Do you know how many members of the European Parliament (EP) are in favor of international adoptions and what are their arguments?
In December 2005, during the vote on the resolution on the extent of Romania's readiness for EU accession, a huge majority of the MEPs voted in favor of the oral amendment that urges Romania to solve the pipeline cases.
In Romania, international adoption can serve the best interest of the child. In institutions children are forgotten: they are hazily considered as one of many, not as the individuals they are. Foster families, even if they are well prepared, remain temporary measures and therefore can't totally fulfill the affective needs of the children. (...)
It is illogical to stop international adoption using the excuse that there were cases where it was misused: nobody proposes banning driving on roads just because there are traffic accidents!
International adoption is a way for an abandoned child to find a mom and a dad. It also leads to cultural mixing, open-mindedness and tolerance. Therefore the ban on international adoption should be lifted.
Do you believe Romania should completely lift the ban on international adoptions or allow only the pending cases to be resolved?

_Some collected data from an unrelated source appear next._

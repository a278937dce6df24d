use std::sync::{Arc, Mutex};

use crate::measurement::MeasurementResult;
use crate::presenter::{normalize, MeasurementRow};
use crate::slots::ImageSlots;

/// Session state shared between UI callbacks and the submission controller.
/// The lock is never held across an `.await`.
pub type SharedSession = Arc<Mutex<Session>>;

/// Transient state of one measurement attempt. Not persisted.
#[derive(Debug, Default)]
pub struct Session {
    slots: ImageSlots,
    height_input: String,
    loading: bool,
    result: Option<MeasurementResult>,
    /// Bumped by `reset`, so a response for an abandoned attempt is not
    /// written into the fresh session.
    epoch: u64,
}

impl Session {
    pub fn new() -> Self {
        Self::default()
    }

    pub fn shared() -> SharedSession {
        Arc::new(Mutex::new(Self::new()))
    }

    pub fn slots(&self) -> &ImageSlots {
        &self.slots
    }

    pub fn slots_mut(&mut self) -> &mut ImageSlots {
        &mut self.slots
    }

    /// Raw text of the height field, in centimeters.
    pub fn height_input(&self) -> &str {
        &self.height_input
    }

    pub fn set_height_input(&mut self, input: impl Into<String>) {
        self.height_input = input.into();
    }

    pub fn is_loading(&self) -> bool {
        self.loading
    }

    pub fn result(&self) -> Option<&MeasurementResult> {
        self.result.as_ref()
    }

    /// Display rows for the current result; empty when there is none.
    pub fn result_rows(&self) -> Vec<MeasurementRow> {
        self.result.as_ref().map(normalize).unwrap_or_default()
    }

    /// Start over: empty slots, no height, no result.
    ///
    /// A submission already in flight keeps running, but its result is no
    /// longer applied to this session.
    pub fn reset(&mut self) {
        self.slots.reset();
        self.height_input.clear();
        self.result = None;
        self.epoch += 1;
    }

    pub(crate) fn epoch(&self) -> u64 {
        self.epoch
    }

    pub(crate) fn begin_submission(&mut self) {
        self.loading = true;
        self.result = None;
    }

    pub(crate) fn end_submission(&mut self) {
        self.loading = false;
    }

    /// Store a result for the attempt started at `epoch`. Returns false if
    /// the session was reset in the meantime.
    pub(crate) fn complete(&mut self, epoch: u64, result: MeasurementResult) -> bool {
        if self.epoch != epoch {
            return false;
        }
        self.result = Some(result);
        true
    }
}

#[cfg(test)]
mod tests {
    use super::*;
    use crate::measurement::MeasurementKey;
    use crate::slots::{CandidateFile, SlotRole};

    #[test]
    fn test_begin_clears_previous_result() {
        let mut session = Session::new();
        let epoch = session.epoch();
        session.begin_submission();
        let result = MeasurementResult::default().with(MeasurementKey::Hip, 90.0);
        assert!(session.complete(epoch, result));
        session.end_submission();
        assert!(session.result().is_some());

        session.begin_submission();
        assert!(session.is_loading());
        assert!(session.result().is_none());
    }

    #[test]
    fn test_result_rows() {
        let mut session = Session::new();
        assert!(session.result_rows().is_empty());
        let epoch = session.epoch();
        session.complete(epoch, MeasurementResult::default().with(MeasurementKey::Height, 170.2));
        let rows = session.result_rows();
        assert_eq!(rows.len(), 5);
        assert_eq!(rows[0].value, Some(170.2));
    }

    #[test]
    fn test_reset_discards_late_result() {
        let mut session = Session::new();
        session
            .slots_mut()
            .select(SlotRole::Front, CandidateFile::new("f.jpg", "image/jpeg", vec![1u8]));
        session.set_height_input("175");
        let epoch = session.epoch();
        session.begin_submission();

        session.reset();
        assert!(session.slots().missing_roles().len() == 3);
        assert_eq!(session.height_input(), "");
        let late = MeasurementResult::default().with(MeasurementKey::Hip, 1.0);
        assert!(!session.complete(epoch, late));
        assert!(session.result().is_none());
    }
}
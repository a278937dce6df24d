//! Submitting a complete image set to the measurement service.

mod client;
mod controller;
mod session;

pub use client::{build_form, HttpMeasurementClient, MeasurementRequest, MeasurementService};
pub use controller::{parse_height, HeightPolicy, SubmissionController};
pub use session::{Session, SharedSession};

The situation of the children whose files are "pending" is the most awful: before the moratorium came into force, in June 2001, they already had close contacts with their potential adoptive family. Therefore, the moratorium destroyed their hopes of joining this family: they felt as if they had been abandoned again! This is why the resolution of the pending cases is an absolute priority for us. However discussions should also be held in order to lift the ban on other international adoptions as soon as possible.

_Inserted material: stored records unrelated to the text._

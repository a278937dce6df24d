//! HTTP client for the body-measurement inference service.

use std::future::Future;
use std::time::Duration;

use anyhow::Context;
use reqwest::multipart::{Form, Part};
use tracing::{info, warn};
use url::Url;

use crate::config::MeasureConfig;
use crate::error::RemoteServiceError;
use crate::measurement::MeasurementResult;
use crate::slots::{CandidateFile, SlotRole};

/// Everything sent in one measurement request.
#[derive(Debug, Clone)]
pub struct MeasurementRequest {
    pub front: CandidateFile,
    pub side: CandidateFile,
    pub standing: CandidateFile,
    /// Sent as `height_cm` only when height hints are enabled.
    pub height_cm: Option<f64>,
}

impl MeasurementRequest {
    pub fn file(&self, role: SlotRole) -> &CandidateFile {
        match role {
            SlotRole::Front => &self.front,
            SlotRole::Side => &self.side,
            SlotRole::Standing => &self.standing,
        }
    }
}

/// The remote inference service, as seen by the submission controller.
pub trait MeasurementService: Send + Sync {
    fn measure(
        &self,
        request: MeasurementRequest,
    ) -> impl Future<Output = Result<MeasurementResult, RemoteServiceError>> + Send;
}

/// Multipart-over-HTTP implementation of [`MeasurementService`].
pub struct HttpMeasurementClient {
    client: reqwest::Client,
    endpoint: Url,
}

impl HttpMeasurementClient {
    pub fn new(endpoint: Url, timeout: Duration, user_agent: &str) -> anyhow::Result<Self> {
        let client = reqwest::Client::builder()
            .user_agent(user_agent)
            .timeout(timeout)
            .build()
            .context("Failed to build HTTP client")?;
        Ok(Self { client, endpoint })
    }

    pub fn from_config(config: &MeasureConfig) -> anyhow::Result<Self> {
        Self::new(config.endpoint_url()?, config.request_timeout(), &config.user_agent)
    }

    pub fn endpoint(&self) -> &Url {
        &self.endpoint
    }
}

/// Build the multipart body: `front`, `side`, `stand`, and optionally `height_cm`.
pub fn build_form(request: &MeasurementRequest) -> Result<Form, reqwest::Error> {
    let mut form = Form::new();
    for role in SlotRole::ALL {
        form = form.part(role.form_field(), file_part(request.file(role))?);
    }
    if let Some(height) = request.height_cm {
        form = form.text("height_cm", height.to_string());
    }
    Ok(form)
}

fn file_part(file: &CandidateFile) -> Result<Part, reqwest::Error> {
    Part::bytes(file.bytes.to_vec())
        .file_name(file.name.clone())
        .mime_str(file.media_type.trim())
}

impl MeasurementService for HttpMeasurementClient {
    async fn measure(
        &self,
        request: MeasurementRequest,
    ) -> Result<MeasurementResult, RemoteServiceError> {
        let form = build_form(&request)?;
        info!(
            "Submitting measurement request to {} ({} + {} + {} bytes, height hint: {})",
            self.endpoint,
            request.front.len(),
            request.side.len(),
            request.standing.len(),
            request.height_cm.is_some()
        );

        let response = self
            .client
            .post(self.endpoint.clone())
            .multipart(form)
            .send()
            .await?;

        let status = response.status();
        if !status.is_success() {
            warn!("Measurement service returned {}", status);
            return Err(RemoteServiceError::Status(status.as_u16()));
        }

        let body = response.bytes().await?;
        MeasurementResult::from_response_body(&body)
    }
}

Has Baroness Nicholson ever presented the EP factual evidence of cases in which adopted children have been trafficked?
No. She keeps talking about the existence of "constant evidence," but she has never presented any. All she can say when she is put under pressure is "But everyone is talking about it!" We do not deny that there were some cases of abuse or trafficking, but it concerned a very small minority of children. Baroness Nicholson wants to make us believe that all international adoptions lead to abuse. But as long as she does not bring us concrete evidence, she will not convince us.
Why doesn't the EC reconsider its position the same as the EP?

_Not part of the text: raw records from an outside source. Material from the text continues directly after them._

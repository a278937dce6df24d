//! Image slot management for the three capture poses.
//!
//! Holds at most one file per role, filters candidates by declared media
//! type, and tracks preview generation. No network or disk I/O happens here.

mod preview;
mod types;

pub use preview::{encode_data_url, PreviewJob, PreviewReady};
pub use types::{CandidateFile, ImageSlot, SlotRole};

use tracing::{debug, info};

/// What the host should do after a drop event.
#[derive(Debug)]
pub struct DropOutcome {
    /// Always true: the host must suppress the browser's default navigation.
    pub default_prevented: bool,
    pub preview: Option<PreviewJob>,
}

/// The front, side and standing slots of one session.
#[derive(Debug, Clone)]
pub struct ImageSlots {
    slots: [ImageSlot; 3],
}

impl Default for ImageSlots {
    fn default() -> Self {
        Self::new()
    }
}

impl ImageSlots {
    pub fn new() -> Self {
        Self {
            slots: SlotRole::ALL.map(ImageSlot::new),
        }
    }

    pub fn slot(&self, role: SlotRole) -> &ImageSlot {
        &self.slots[role.index()]
    }

    fn slot_mut(&mut self, role: SlotRole) -> &mut ImageSlot {
        &mut self.slots[role.index()]
    }

    pub fn iter(&self) -> impl Iterator<Item = &ImageSlot> {
        self.slots.iter()
    }

    pub fn file(&self, role: SlotRole) -> Option<&CandidateFile> {
        self.slot(role).file()
    }

    /// Accept `candidate` into the slot if it declares an image media type.
    ///
    /// Returns the preview job for the new file, or `None` if the candidate
    /// was rejected (in which case the slot is untouched).
    pub fn select(&mut self, role: SlotRole, candidate: CandidateFile) -> Option<PreviewJob> {
        if !candidate.is_image() {
            info!(
                "Rejected '{}' for {} slot: media type '{}' is not an image",
                candidate.name, role, candidate.media_type
            );
            return None;
        }

        let slot = self.slot_mut(role);
        slot.generation += 1;
        slot.preview = None;
        info!(
            "Selected '{}' ({} bytes) for {} slot",
            candidate.name,
            candidate.len(),
            role
        );
        slot.file = Some(candidate.clone());
        Some(PreviewJob::new(role, slot.generation, candidate))
    }

    /// Empty the slot and its preview.
    pub fn clear(&mut self, role: SlotRole) {
        let slot = self.slot_mut(role);
        if slot.file.take().is_some() {
            debug!("Cleared {} slot", role);
        }
        slot.preview = None;
        slot.generation += 1;
    }

    pub fn drag_enter(&mut self, role: SlotRole) {
        self.slot_mut(role).hovering = true;
    }

    pub fn drag_leave(&mut self, role: SlotRole) {
        self.slot_mut(role).hovering = false;
    }

    /// Handle a drop: end hover, then select the first dropped file if any.
    pub fn drop_file(&mut self, role: SlotRole, candidate: Option<CandidateFile>) -> DropOutcome {
        self.drag_leave(role);
        let preview = candidate.and_then(|c| self.select(role, c));
        DropOutcome {
            default_prevented: true,
            preview,
        }
    }

    /// Install a finished preview. Returns false if the slot's file changed
    /// (or was cleared) since the job was created.
    pub fn apply_preview(&mut self, ready: PreviewReady) -> bool {
        let slot = self.slot_mut(ready.role);
        if slot.generation != ready.generation || slot.file.is_none() {
            debug!(
                "Discarding stale {} preview (generation {} != {})",
                ready.role, ready.generation, slot.generation
            );
            return false;
        }
        slot.preview = Some(ready.data_url);
        true
    }

    /// Roles without a file, in capture order.
    pub fn missing_roles(&self) -> Vec<SlotRole> {
        self.slots
            .iter()
            .filter(|s| !s.is_filled())
            .map(|s| s.role())
            .collect()
    }

    pub fn is_complete(&self) -> bool {
        self.slots.iter().all(|s| s.is_filled())
    }

    pub fn reset(&mut self) {
        for role in SlotRole::ALL {
            self.clear(role);
            self.drag_leave(role);
        }
    }
}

The truth isn't that the EC shares Baroness Nicholson's view on international adoptions, but that she managed to convince the EC with arguments she was never able to prove.
We think the EC should take the MEPs' change of position as a sign that it is time to stop ignoring reality.
For instance, in a press release dated November 29, 2005, the EC states that "there are 1355 Romanian families registered to adopt one of the 393 children available for adoption. Thus there is little scope, if any, for international adoptions."
However, according to Romanian authorities in August 2004 there were 81,233 children in care, but only 393 children are officially available for adoption!
The gulf between these figures should lead the EC to question the capacity of this data to reflect reality. Here, the truth is that the criteria used to decide if a child is 'adoptable' or not are so restrictive that the result is used as a screen to hide what the real situation is.
Do you think that by resuming international adoptions Romania would jeopardize its EU accession?
No, on the contrary! After the fall of Ceausescu, the Romanian authorities had to face a very difficult situation in the field of child welfare, and we want to emphasize more clearly the considerable efforts made over the past few years. For instance, trying to make the abandoned children return to their biological families represents progress.
However, there is still a lot to do in the field of child protection. By resuming international adoptions, Romania would make a great step forward.
If Romania acts resolutely in the best interest of its children, Romania will have our support.
If the majority within the EP does not agree with Nicholson's opinion, why is it that the Romanian authorities and public consider her to be "the voice" of the EP?
When Baroness Nicholson was the EP's Rapporteur on Romania, she wrote several reports urging the Romanian authorities to ban international adoptions. As much as we regret it, we have to say that the EP voted in favor of those reports. We think it happened mainly because most of the MEPs at the time didn't know exactly what the situation in Romania was. (...)
Now it seems that our colleagues have found out what the reality is, and consequently changed their minds. With some of my colleagues, I sent a letter, which has unfortunately gone unanswered, to the Romanian authorities to bring this change to their attention.
The media has suggested that Nicholson's anti-international adoption campaign is a result of her personal, negative experience in the matter. What do you think?
Emma Nicholson adopted an Iraqi child after the first Gulf War. But a rift developed between her and her child and now they are no longer in contact (as reported, for instance, by the Daily Telegraph on March 05, 2004). We don't know, and don't want to know, anything else about this, as this is Baroness Nicholson's private life. But just because she experienced an adoption failure does not mean that she has to carry on a personal crusade against international adoptions, thus preventing Romanian children from finding a family.